У нас в России судебная практика имеет значение самостоятельного источника права; но это значение было официально признано за ней лишь со времени издания "Судебных Уставов Императора Александра II". В них впервые предписывалось суду не останавливать решение под предлогом неполноты или противоречия существующих законов, а разрешать непредвиденные законом случаи на основании общего разума всего законодательства. В этом смысле составлены ст. 10 гражд. судопр. и ст. 13 угол. судопр.
В совершенно иное положение был поставлен дореформенный суд. Если суд по поводу спорного дела усматривал в законах неполноту или неясность, он должен был представлять его на усмотрение высшей инстанции. Таким образом, спорное дело странствовало из одного суда в другой, из одной инстанции в другую, пока не доходило до Государственного Совета, который полагал свое мнение и подносил его на Высочайшее утверждение. Нечего и говорить, что такой порядок был связан с бесконечной судебной волокитой; решение по тому или иному делу выносилось нередко через много лет после его возникновения. Уничтожение этой язвы старого судопроизводства было одним из великих благодеяний императора Александра II.

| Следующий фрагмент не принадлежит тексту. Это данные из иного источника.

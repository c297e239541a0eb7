/// Control actions supported by the Euler solver.
#[derive(Debug, Clone, Copy, PartialEq, Eq)]
pub enum Action {
    /// Stop the solver early and return the solution so far.
    StopEarly,
}
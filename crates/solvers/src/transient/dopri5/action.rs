/// Control actions supported by the Dormand–Prince solver.
#[derive(Debug, Clone, Copy, PartialEq, Eq)]
pub enum Action {
    /// Stop the solver early and return the solution so far.
    StopEarly,
}
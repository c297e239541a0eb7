/// A trait for types that can be stepped using their derivative.
///
/// Implementing this trait lets generic ODE solvers advance the type by
/// `derivative * delta`, where the derivative is taken with respect to
/// `Delta` (usually time in seconds).
pub trait StepIntegrable<Delta> {
    /// The derivative of the type with respect to `Delta`.
    type Derivative;

    /// Returns the value after stepping with a derivative and step size.
    #[must_use]
    fn step(&self, derivative: Self::Derivative, delta: Delta) -> Self;
}

/// Type alias for the derivative of a `StepIntegrable` type.
pub type DerivativeOf<T, Delta> = <T as StepIntegrable<Delta>>::Derivative;

/// Derivatives that can be blended into a weighted sum.
///
/// Multi-stage integrators build each stage from a weighted sum of earlier
/// stage derivatives, `Σ wᵢ kᵢ`.
pub trait LinearCombination: Sized {
    /// Returns `Σ weight * term` over all `terms`.
    ///
    /// Callers always pass at least one term.
    #[must_use]
    fn linear_combination(terms: &[(f64, &Self)]) -> Self;
}

/// States whose distance from another state can be measured against a tolerance.
///
/// Adaptive integrators compare two estimates of the same step and shrink or
/// grow the step size depending on the result.
pub trait ErrorNorm {
    /// Returns the scaled RMS difference between `self` and `other`.
    ///
    /// Each component difference is divided by
    /// `abs_tol + rel_tol * max(|selfᵢ|, |otherᵢ|)` before averaging, so a
    /// value at or below one means the difference is within tolerance.
    fn error_norm(&self, other: &Self, abs_tol: f64, rel_tol: f64) -> f64;
}
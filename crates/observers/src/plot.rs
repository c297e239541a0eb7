//! Plotting observer for temperature histories.
//!
//! See [`PlotObserver`] and [`Plottable`] for usage.

use eframe::egui;
use egui_plot::{Legend, Line, Plot, PlotPoints};
use spacetherm_core::Observer;

/// Configuration for rendering a [`PlotObserver`] result.
///
/// Construct with [`ShowConfig::new`] and chain builder methods as needed.
///
/// # Example
///
/// ```ignore
/// obs.show(ShowConfig::new().title("Thermal Sim - Earth").legend().y_label("K"))?;
/// ```
pub struct ShowConfig {
    title: Option<String>,
    legend: bool,
    x_label: Option<String>,
    y_label: Option<String>,
}

impl ShowConfig {
    /// Creates a new `ShowConfig` with defaults: no title, legend, or axis labels.
    #[must_use]
    pub fn new() -> Self {
        Self {
            title: None,
            legend: false,
            x_label: None,
            y_label: None,
        }
    }

    /// Sets the window title.
    #[must_use]
    pub fn title(mut self, title: impl Into<String>) -> Self {
        self.title = Some(title.into());
        self
    }

    /// Enables a legend labeling each trace by name.
    #[must_use]
    pub fn legend(mut self) -> Self {
        self.legend = true;
        self
    }

    #[must_use]
    pub fn x_label(mut self, label: impl Into<String>) -> Self {
        self.x_label = Some(label.into());
        self
    }

    #[must_use]
    pub fn y_label(mut self, label: impl Into<String>) -> Self {
        self.y_label = Some(label.into());
        self
    }
}

impl Default for ShowConfig {
    fn default() -> Self {
        Self::new()
    }
}

/// Extracts plottable data from a solver event.
///
/// Return `None` from [`x`][Plottable::x] to skip the event entirely, or
/// `None` in a trace slot to skip that trace for the event. Solver events
/// from `spacetherm-solvers` are foreign to most crates, so they are usually
/// recorded through [`PlotObserver::record`] from a closure instead.
pub trait Plottable {
    /// The x-axis value for this event, or `None` to skip recording entirely.
    fn x(&self) -> Option<f64>;

    /// The y-axis values, one per trace in the order the observer was
    /// created with. Missing trailing slots are skipped.
    fn traces(&self) -> Vec<Option<f64>>;
}

/// An observer that collects trace data during solving and displays it via egui.
///
/// Create with [`PlotObserver::new`], passing one name per trace. Record data
/// either by implementing [`Plottable`] on the event type, or by calling
/// [`record`][PlotObserver::record] from a closure:
///
/// ```ignore
/// let mut obs = PlotObserver::new(model.component_names());
///
/// dopri5::solve(&model, &ThermalProblem, input, t_end, &config, |event: &dopri5::Event<_, _>| {
///     if let Some(snapshot) = event.snapshot() {
///         obs.record(
///             snapshot.input.time,
///             snapshot.input.state.temperatures().iter().copied().map(Some),
///         );
///     }
///     None
/// })?;
///
/// obs.show(ShowConfig::new().title("Thermal Sim").legend())?;
/// ```
pub struct PlotObserver {
    names: Vec<String>,
    data: Vec<Vec<[f64; 2]>>,
}

impl PlotObserver {
    /// Creates a new `PlotObserver` with the given trace names.
    pub fn new<S: Into<String>>(names: impl IntoIterator<Item = S>) -> Self {
        let names: Vec<String> = names.into_iter().map(Into::into).collect();
        let data = vec![Vec::new(); names.len()];
        Self { names, data }
    }

    /// Number of traces.
    pub fn trace_count(&self) -> usize {
        self.names.len()
    }

    /// Records a single data point across all traces.
    ///
    /// For each trace slot, `None` skips recording for that trace while
    /// leaving other traces unaffected. Values beyond the last trace are
    /// ignored.
    pub fn record(&mut self, x: f64, traces: impl IntoIterator<Item = Option<f64>>) {
        for (points, y) in self.data.iter_mut().zip(traces) {
            if let Some(y) = y {
                points.push([x, y]);
            }
        }
    }

    /// Opens a blocking egui window displaying all collected traces.
    ///
    /// Blocks until the window is closed by the user.
    ///
    /// # Errors
    ///
    /// Returns an error if the native window cannot be created.
    pub fn show(self, config: ShowConfig) -> Result<(), eframe::Error> {
        let options = eframe::NativeOptions::default();
        let title = config.title.clone().unwrap_or_default();
        let traces: Vec<(String, Vec<[f64; 2]>)> = self.names.into_iter().zip(self.data).collect();

        eframe::run_native(
            &title,
            options,
            Box::new(move |_cc| Ok(Box::new(PlotApp { traces, config }))),
        )
    }
}

impl<E, A> Observer<E, A> for PlotObserver
where
    E: Plottable,
{
    fn observe(&mut self, event: &E) -> Option<A> {
        if let Some(x) = event.x() {
            self.record(x, event.traces());
        }
        None
    }
}

/// Allows `&mut PlotObserver` to be passed to solvers that take an observer
/// by value, so [`PlotObserver::show`] can be called after the solve completes.
impl<E, A> Observer<E, A> for &mut PlotObserver
where
    E: Plottable,
{
    fn observe(&mut self, event: &E) -> Option<A> {
        (*self).observe(event)
    }
}

/// The egui [`eframe::App`] that renders collected traces.
struct PlotApp {
    traces: Vec<(String, Vec<[f64; 2]>)>,
    config: ShowConfig,
}

impl eframe::App for PlotApp {
    fn update(&mut self, ctx: &egui::Context, _frame: &mut eframe::Frame) {
        egui::CentralPanel::default().show(ctx, |ui| {
            let mut plot = Plot::new("plot_observer");
            if self.config.legend {
                plot = plot.legend(Legend::default());
            }
            if let Some(label) = &self.config.x_label {
                plot = plot.x_axis_label(label.as_str());
            }
            if let Some(label) = &self.config.y_label {
                plot = plot.y_axis_label(label.as_str());
            }
            plot.show(ui, |plot_ui| {
                for (name, points) in &self.traces {
                    let plot_points: PlotPoints = points.iter().copied().collect();
                    plot_ui.line(Line::new(plot_points).name(name));
                }
            });
        });
    }
}

#[cfg(test)]
mod tests {
    use super::*;
    use spacetherm_core::Observer;

    #[derive(Clone)]
    struct Event {
        x: Option<f64>,
        temps: Vec<Option<f64>>,
    }

    impl Plottable for Event {
        fn x(&self) -> Option<f64> {
            self.x
        }

        fn traces(&self) -> Vec<Option<f64>> {
            self.temps.clone()
        }
    }

    fn make_observer() -> PlotObserver {
        PlotObserver::new(["Radiators", "Sample Box"])
    }

    fn points(obs: &PlotObserver, trace: usize) -> &[[f64; 2]] {
        &obs.data[trace]
    }

    fn feed(obs: &mut PlotObserver, event: Event) {
        let _: Option<()> = obs.observe(&event);
    }

    #[test]
    fn records_point_when_both_x_and_y_are_some() {
        let mut obs = make_observer();
        feed(
            &mut obs,
            Event {
                x: Some(0.0),
                temps: vec![Some(293.0), Some(180.0)],
            },
        );
        assert_eq!(points(&obs, 0), [[0.0, 293.0]]);
        assert_eq!(points(&obs, 1), [[0.0, 180.0]]);
    }

    #[test]
    fn skips_all_traces_when_x_is_none() {
        let mut obs = make_observer();
        feed(
            &mut obs,
            Event {
                x: None,
                temps: vec![Some(293.0), Some(180.0)],
            },
        );
        assert!(points(&obs, 0).is_empty());
        assert!(points(&obs, 1).is_empty());
    }

    #[test]
    fn skips_only_affected_trace_when_y_is_none() {
        let mut obs = make_observer();
        feed(
            &mut obs,
            Event {
                x: Some(10.0),
                temps: vec![None, Some(181.0)],
            },
        );
        assert!(points(&obs, 0).is_empty());
        assert_eq!(points(&obs, 1), [[10.0, 181.0]]);
    }

    #[test]
    fn ignores_values_beyond_the_last_trace() {
        let mut obs = make_observer();
        obs.record(5.0, [Some(1.0), Some(2.0), Some(3.0)]);

        assert_eq!(obs.trace_count(), 2);
        assert_eq!(points(&obs, 0), [[5.0, 1.0]]);
        assert_eq!(points(&obs, 1), [[5.0, 2.0]]);
    }

    #[test]
    fn accumulates_points_across_calls() {
        let mut obs = make_observer();
        obs.record(0.0, [Some(293.0), None]);
        obs.record(100.0, [Some(290.0), Some(182.0)]);

        assert_eq!(points(&obs, 0), [[0.0, 293.0], [100.0, 290.0]]);
        assert_eq!(points(&obs, 1), [[100.0, 182.0]]);
    }
}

Так как деятельность суда есть деятельность отчасти творческая, то она должна находиться под сильным влиянием науки права, в особенности, если суд сталкивается с пробелами в законодательстве. Суд восполняет эти пробелы, обращаясь к науке, посредством юридического мышления. На этом основании некоторые ученые считают науку права самостоятельным источником права; сторонники исторической школы, державшиеся такого мнения, считали сословие юристов выразителем живущего в народе правосознания. Невозможно согласиться с этим взглядом. Не подлежит, конечно, сомнению, что наука служит одной из главных причин развития права, но, с точки зрения данного нами определения источников права, наука не есть источник права. Под источниками права должно разуметь те причины, которые сообщают нормам их обязательное значение; наука же о праве обязательной силы сообщить нормам не может. Те нормы, которые формулирует наука, приобретают обязательное значение только тогда, когда входят в жизнь путем прецедента, обычая или закона.